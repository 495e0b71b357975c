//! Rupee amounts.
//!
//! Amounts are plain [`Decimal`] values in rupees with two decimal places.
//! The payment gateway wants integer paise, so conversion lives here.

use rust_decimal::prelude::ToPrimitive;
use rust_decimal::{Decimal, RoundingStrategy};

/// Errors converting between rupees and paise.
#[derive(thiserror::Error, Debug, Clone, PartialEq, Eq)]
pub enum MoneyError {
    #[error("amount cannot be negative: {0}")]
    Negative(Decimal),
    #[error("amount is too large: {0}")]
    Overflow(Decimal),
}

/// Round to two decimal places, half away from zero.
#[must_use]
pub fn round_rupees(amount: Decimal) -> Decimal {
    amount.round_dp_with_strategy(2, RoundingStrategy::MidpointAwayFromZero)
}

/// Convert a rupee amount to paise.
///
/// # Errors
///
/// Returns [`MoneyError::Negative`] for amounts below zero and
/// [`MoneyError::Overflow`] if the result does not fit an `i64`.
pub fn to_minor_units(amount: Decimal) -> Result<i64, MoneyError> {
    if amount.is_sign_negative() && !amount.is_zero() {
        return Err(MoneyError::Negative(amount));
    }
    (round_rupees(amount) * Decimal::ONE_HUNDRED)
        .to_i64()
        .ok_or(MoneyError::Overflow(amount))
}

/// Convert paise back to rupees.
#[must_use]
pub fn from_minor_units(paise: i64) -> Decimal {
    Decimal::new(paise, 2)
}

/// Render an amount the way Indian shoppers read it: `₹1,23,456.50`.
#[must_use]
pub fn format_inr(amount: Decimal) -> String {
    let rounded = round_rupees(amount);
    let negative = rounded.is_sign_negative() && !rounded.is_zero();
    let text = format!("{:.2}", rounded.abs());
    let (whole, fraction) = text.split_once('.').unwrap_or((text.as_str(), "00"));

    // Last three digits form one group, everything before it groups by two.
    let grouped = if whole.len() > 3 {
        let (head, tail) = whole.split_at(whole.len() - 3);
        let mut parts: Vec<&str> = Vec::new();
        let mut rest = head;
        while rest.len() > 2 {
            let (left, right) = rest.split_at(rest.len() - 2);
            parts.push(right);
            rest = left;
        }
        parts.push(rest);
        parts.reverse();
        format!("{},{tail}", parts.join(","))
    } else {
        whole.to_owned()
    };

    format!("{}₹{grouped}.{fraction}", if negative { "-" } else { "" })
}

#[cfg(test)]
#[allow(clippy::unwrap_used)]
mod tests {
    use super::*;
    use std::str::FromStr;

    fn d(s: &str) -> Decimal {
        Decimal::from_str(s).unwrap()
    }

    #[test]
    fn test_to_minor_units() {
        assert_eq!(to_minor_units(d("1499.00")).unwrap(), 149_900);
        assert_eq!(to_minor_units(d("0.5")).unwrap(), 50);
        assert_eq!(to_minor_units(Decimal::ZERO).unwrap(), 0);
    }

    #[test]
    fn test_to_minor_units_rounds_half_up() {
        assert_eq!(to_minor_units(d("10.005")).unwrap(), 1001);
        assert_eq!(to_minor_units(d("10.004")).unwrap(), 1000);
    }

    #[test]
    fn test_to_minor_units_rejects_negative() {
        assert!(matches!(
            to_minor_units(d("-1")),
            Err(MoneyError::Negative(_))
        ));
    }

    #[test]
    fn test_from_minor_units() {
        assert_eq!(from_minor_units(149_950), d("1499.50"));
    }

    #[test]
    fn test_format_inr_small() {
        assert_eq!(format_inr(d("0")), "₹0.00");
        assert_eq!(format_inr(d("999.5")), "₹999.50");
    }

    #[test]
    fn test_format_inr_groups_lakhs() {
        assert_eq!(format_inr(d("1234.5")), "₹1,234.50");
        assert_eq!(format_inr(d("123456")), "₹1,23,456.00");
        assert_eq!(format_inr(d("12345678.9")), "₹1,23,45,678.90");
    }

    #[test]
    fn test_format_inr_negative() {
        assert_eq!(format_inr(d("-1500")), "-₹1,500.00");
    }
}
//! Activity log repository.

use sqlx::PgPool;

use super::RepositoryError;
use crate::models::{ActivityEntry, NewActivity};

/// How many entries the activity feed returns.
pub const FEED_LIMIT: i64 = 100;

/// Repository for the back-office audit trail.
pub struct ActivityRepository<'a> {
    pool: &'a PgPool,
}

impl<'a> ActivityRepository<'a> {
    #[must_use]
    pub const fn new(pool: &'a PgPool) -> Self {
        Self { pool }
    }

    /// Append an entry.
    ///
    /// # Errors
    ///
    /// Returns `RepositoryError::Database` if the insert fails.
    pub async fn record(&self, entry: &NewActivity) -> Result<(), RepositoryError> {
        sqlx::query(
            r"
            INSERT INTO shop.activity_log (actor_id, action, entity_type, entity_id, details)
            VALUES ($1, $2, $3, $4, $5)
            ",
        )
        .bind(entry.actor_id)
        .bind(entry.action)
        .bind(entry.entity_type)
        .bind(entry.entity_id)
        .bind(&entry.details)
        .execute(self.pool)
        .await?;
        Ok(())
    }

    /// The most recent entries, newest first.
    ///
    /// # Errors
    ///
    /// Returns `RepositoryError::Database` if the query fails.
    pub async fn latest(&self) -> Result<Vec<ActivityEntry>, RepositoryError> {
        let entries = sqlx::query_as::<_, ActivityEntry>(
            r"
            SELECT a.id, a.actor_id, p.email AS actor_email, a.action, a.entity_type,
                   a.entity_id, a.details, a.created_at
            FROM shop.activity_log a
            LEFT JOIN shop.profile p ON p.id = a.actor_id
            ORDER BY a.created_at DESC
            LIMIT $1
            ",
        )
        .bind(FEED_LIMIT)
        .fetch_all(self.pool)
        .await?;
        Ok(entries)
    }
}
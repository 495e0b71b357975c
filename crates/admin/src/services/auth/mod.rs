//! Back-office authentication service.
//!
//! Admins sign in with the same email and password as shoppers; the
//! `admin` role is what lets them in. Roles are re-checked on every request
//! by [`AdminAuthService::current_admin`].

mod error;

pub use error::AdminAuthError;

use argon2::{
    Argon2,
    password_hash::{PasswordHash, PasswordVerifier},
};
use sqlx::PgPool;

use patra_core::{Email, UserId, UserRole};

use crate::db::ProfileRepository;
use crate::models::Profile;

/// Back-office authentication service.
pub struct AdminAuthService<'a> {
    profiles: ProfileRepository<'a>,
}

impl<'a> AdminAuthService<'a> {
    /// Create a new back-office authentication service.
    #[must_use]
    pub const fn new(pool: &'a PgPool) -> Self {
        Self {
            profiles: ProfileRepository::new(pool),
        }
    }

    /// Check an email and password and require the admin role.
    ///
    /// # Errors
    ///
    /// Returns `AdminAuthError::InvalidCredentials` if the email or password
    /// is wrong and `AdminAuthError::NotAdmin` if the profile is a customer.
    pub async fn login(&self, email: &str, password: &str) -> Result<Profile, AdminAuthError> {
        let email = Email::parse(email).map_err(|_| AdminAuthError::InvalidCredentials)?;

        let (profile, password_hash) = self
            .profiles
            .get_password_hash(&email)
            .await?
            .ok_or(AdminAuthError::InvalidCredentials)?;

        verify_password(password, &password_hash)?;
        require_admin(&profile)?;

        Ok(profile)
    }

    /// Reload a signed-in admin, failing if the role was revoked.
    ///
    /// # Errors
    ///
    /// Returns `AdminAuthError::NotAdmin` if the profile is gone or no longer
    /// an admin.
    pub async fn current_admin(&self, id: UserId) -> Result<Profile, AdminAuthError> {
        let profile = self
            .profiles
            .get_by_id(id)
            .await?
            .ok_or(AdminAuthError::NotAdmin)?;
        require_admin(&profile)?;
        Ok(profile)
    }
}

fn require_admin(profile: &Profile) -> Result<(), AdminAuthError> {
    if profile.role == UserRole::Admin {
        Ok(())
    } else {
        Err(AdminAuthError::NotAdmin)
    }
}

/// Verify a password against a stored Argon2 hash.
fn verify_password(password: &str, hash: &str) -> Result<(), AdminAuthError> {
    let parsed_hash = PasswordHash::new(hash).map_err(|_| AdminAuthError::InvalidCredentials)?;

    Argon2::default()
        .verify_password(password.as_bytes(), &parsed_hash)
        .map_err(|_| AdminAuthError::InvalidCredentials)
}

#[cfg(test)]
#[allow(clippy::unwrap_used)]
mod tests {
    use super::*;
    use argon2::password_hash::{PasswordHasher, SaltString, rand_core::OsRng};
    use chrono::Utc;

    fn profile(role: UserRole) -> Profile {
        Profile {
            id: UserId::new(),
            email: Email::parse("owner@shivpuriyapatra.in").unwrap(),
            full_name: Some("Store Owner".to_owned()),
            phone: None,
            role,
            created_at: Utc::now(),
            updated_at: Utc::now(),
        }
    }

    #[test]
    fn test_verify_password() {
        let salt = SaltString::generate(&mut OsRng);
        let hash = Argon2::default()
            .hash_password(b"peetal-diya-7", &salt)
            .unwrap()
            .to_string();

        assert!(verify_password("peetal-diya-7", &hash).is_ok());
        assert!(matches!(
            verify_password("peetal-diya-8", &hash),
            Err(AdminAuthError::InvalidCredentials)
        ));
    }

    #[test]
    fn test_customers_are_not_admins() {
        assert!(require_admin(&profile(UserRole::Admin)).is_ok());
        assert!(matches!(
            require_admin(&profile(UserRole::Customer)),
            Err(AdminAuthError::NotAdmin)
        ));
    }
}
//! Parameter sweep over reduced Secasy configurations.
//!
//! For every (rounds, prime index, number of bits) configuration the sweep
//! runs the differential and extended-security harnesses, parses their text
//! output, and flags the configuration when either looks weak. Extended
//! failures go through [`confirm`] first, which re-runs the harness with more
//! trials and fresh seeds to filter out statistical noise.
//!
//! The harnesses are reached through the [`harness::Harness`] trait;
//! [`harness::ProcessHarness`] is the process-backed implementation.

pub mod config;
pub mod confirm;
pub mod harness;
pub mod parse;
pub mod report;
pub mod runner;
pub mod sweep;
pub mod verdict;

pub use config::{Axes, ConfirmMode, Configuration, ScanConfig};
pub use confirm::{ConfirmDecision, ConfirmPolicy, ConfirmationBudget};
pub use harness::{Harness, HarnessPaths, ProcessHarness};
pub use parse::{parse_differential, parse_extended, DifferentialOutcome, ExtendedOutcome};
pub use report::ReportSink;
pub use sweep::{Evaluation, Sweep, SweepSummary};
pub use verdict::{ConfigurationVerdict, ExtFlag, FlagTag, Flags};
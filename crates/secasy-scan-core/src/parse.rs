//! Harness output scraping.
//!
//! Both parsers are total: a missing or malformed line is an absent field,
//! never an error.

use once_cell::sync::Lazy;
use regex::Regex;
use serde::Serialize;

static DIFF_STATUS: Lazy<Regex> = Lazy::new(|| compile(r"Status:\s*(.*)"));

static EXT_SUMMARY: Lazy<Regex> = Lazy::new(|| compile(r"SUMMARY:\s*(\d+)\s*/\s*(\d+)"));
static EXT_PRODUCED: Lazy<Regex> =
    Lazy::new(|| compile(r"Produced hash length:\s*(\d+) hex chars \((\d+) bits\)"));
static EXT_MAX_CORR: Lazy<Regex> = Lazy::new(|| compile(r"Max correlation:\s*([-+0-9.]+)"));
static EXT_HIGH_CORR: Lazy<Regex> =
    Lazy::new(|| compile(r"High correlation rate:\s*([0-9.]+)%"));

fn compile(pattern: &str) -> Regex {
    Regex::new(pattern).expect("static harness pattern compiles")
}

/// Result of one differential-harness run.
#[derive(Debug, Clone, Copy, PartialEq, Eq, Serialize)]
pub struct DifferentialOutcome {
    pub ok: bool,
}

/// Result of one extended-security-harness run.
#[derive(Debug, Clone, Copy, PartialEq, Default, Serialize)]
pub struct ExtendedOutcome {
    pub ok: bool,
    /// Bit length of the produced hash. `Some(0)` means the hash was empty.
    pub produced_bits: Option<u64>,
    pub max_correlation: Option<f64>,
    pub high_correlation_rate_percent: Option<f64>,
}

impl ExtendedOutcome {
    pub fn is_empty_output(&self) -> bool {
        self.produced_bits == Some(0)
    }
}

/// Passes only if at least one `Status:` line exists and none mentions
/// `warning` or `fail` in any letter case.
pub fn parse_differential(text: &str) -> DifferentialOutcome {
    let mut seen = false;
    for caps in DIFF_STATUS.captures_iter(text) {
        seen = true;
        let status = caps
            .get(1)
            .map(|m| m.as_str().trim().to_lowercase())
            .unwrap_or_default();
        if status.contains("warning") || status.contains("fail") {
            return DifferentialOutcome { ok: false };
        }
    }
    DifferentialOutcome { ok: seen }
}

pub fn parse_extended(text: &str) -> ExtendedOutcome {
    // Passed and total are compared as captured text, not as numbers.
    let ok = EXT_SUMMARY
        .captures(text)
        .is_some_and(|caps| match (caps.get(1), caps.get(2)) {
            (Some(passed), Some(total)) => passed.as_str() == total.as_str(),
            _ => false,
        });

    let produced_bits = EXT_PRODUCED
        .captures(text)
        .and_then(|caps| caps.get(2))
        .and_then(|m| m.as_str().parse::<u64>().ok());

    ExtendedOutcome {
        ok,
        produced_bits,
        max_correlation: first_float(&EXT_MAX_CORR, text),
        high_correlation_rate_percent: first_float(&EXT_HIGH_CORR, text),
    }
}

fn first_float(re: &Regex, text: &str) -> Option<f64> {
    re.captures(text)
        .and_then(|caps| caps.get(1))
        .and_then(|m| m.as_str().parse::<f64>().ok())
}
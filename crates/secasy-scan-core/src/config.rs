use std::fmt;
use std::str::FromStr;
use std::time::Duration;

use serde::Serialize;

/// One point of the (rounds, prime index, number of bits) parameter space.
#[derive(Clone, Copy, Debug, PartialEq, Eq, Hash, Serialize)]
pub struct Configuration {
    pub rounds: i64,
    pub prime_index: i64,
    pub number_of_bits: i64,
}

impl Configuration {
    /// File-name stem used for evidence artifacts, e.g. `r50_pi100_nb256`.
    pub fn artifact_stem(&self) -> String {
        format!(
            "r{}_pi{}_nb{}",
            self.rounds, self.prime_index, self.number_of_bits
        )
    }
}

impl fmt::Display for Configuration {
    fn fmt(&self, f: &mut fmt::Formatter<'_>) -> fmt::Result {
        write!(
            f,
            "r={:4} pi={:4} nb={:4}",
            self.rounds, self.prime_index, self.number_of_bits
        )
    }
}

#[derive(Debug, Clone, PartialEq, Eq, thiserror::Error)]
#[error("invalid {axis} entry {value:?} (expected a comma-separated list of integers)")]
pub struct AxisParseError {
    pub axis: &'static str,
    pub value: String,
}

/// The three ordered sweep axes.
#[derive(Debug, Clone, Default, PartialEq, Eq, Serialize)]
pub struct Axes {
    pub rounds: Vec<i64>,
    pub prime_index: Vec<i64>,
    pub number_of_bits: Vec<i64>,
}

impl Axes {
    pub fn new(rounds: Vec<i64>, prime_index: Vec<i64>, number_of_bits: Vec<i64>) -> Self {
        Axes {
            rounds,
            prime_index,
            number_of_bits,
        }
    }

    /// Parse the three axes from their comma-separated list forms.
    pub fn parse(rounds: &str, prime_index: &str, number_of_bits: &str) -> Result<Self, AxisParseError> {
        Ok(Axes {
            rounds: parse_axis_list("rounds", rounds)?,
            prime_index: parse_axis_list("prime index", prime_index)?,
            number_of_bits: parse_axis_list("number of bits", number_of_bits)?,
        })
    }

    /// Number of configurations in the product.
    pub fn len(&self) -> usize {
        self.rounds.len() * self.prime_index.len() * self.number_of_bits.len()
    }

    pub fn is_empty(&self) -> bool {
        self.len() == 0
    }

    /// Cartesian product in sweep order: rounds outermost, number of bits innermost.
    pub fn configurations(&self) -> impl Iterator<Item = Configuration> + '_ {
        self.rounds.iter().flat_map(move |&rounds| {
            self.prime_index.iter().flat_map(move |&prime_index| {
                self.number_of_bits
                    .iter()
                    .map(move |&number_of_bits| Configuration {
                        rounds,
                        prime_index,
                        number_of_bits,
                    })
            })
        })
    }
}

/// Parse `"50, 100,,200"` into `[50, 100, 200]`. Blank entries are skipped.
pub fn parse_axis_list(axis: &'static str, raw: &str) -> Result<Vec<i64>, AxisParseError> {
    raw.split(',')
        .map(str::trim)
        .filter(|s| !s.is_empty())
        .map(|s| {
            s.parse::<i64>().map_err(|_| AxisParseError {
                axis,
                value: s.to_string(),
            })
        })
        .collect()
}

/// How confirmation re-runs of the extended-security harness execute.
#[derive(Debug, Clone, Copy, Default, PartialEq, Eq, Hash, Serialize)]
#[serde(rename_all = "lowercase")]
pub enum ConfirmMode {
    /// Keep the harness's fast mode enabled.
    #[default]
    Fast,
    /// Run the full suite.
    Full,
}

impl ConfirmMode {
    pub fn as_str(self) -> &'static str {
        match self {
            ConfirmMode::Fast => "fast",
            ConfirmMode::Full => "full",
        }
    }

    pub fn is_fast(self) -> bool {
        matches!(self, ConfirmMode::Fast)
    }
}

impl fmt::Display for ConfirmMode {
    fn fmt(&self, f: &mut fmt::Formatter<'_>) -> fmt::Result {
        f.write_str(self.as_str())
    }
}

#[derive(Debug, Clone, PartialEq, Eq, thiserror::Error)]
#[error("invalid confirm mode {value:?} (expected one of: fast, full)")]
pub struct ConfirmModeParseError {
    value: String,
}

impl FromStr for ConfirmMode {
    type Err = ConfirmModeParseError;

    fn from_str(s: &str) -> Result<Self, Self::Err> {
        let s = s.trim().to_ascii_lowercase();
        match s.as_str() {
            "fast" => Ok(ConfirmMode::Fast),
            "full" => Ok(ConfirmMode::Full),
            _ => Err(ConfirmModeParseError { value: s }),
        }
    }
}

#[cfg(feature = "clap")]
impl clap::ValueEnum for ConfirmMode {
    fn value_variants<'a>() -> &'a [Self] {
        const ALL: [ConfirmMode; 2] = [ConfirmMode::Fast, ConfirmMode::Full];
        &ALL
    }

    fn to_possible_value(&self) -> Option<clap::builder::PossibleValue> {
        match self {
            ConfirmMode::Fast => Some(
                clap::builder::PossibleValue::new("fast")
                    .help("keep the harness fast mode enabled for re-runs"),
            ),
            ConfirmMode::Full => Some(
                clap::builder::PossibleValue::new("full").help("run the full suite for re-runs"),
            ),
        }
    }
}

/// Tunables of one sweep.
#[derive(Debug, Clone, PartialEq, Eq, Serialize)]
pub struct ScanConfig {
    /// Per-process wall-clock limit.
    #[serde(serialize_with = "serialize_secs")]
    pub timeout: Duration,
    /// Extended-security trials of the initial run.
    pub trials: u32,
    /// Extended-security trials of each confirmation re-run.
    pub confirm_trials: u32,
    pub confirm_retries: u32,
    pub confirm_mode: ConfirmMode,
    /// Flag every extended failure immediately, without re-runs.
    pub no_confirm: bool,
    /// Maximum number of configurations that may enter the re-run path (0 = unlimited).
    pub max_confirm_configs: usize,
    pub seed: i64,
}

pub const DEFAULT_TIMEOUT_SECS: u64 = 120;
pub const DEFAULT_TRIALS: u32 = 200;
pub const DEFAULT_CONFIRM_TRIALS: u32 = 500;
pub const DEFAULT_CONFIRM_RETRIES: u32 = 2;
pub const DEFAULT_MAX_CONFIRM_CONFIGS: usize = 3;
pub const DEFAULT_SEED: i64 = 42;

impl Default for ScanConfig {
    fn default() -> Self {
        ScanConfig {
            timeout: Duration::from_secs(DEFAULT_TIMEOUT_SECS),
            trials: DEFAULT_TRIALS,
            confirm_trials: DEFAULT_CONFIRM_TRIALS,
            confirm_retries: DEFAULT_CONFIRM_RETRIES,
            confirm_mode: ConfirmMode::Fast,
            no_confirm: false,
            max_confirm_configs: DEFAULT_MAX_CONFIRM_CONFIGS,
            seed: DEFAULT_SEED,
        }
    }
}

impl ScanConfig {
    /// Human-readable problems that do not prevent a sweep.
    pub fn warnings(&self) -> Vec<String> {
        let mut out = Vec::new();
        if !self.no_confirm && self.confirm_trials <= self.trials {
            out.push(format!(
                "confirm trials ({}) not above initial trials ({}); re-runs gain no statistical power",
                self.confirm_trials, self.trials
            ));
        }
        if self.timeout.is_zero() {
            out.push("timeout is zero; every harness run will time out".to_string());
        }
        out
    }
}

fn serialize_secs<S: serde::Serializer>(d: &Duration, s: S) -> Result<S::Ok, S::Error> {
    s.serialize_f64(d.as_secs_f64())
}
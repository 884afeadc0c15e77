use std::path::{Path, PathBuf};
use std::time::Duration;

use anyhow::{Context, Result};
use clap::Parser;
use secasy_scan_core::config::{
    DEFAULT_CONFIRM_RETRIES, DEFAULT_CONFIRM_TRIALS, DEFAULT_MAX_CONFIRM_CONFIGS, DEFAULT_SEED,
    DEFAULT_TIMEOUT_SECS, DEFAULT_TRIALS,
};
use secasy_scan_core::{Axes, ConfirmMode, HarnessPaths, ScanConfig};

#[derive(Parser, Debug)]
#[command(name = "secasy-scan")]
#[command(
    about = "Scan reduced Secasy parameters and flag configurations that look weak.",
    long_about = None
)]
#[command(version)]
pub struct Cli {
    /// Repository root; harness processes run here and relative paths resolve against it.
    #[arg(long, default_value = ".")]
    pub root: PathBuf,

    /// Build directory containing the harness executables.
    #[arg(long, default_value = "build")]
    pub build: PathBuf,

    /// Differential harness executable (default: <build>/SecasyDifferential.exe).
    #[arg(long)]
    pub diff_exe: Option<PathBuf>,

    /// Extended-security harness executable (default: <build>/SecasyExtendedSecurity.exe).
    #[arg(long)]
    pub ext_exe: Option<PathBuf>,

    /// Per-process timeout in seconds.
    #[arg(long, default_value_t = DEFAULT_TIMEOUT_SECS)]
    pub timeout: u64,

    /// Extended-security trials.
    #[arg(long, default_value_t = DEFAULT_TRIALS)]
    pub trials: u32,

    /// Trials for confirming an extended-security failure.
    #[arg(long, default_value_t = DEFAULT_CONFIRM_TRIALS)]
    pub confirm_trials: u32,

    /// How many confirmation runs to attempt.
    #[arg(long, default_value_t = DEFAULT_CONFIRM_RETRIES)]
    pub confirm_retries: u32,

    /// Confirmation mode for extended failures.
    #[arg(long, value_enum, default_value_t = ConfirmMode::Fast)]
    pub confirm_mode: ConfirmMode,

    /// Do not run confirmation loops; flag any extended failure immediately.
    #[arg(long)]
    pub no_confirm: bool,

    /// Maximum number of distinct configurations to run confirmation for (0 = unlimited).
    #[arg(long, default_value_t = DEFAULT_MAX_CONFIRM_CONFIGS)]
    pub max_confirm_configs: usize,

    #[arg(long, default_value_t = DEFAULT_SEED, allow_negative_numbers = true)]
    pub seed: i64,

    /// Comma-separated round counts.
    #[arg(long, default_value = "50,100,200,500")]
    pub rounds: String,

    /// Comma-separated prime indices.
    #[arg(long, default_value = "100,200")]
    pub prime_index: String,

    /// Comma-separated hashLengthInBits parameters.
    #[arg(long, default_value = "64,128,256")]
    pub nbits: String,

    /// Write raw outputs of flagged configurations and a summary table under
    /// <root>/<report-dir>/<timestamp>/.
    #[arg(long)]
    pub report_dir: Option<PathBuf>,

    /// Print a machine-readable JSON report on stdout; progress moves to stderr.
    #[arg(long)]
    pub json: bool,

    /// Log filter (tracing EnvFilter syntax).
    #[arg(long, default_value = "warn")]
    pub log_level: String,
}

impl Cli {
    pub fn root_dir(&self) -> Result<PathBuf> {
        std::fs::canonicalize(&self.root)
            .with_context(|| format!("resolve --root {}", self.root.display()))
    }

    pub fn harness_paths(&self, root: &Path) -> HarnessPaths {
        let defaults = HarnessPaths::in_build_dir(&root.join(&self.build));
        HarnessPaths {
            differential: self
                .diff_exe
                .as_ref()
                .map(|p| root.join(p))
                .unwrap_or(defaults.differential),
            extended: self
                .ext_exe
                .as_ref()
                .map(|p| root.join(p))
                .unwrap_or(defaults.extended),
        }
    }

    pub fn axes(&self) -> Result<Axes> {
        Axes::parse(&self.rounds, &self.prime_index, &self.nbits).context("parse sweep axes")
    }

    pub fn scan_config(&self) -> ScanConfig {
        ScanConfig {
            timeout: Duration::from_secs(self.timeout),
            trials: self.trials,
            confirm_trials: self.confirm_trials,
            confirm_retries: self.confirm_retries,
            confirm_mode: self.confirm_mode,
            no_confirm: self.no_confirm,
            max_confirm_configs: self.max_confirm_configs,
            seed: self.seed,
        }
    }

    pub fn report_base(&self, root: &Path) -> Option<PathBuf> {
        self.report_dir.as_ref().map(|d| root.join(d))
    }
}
════
- Your instructions:
In the listing above, locate the line with "let negative = rounded.is_sign_negative()" and the line with "parts.push(right);", then extract exactly those lines and every line between them, and nothing more.

- Exercise output:
    let negative = rounded.is_sign_negative() && !rounded.is_zero();
    let text = format!("{:.2}", rounded.abs());
    let (whole, fraction) = text.split_once('.').unwrap_or((text.as_str(), "00"));

    // Last three digits form one group, everything before it groups by two.
    let grouped = if whole.len() > 3 {
        let (head, tail) = whole.split_at(whole.len() - 3);
        let mut parts: Vec<&str> = Vec::new();
        let mut rest = head;
        while rest.len() > 2 {
            let (left, right) = rest.split_at(rest.len() - 2);
            parts.push(right);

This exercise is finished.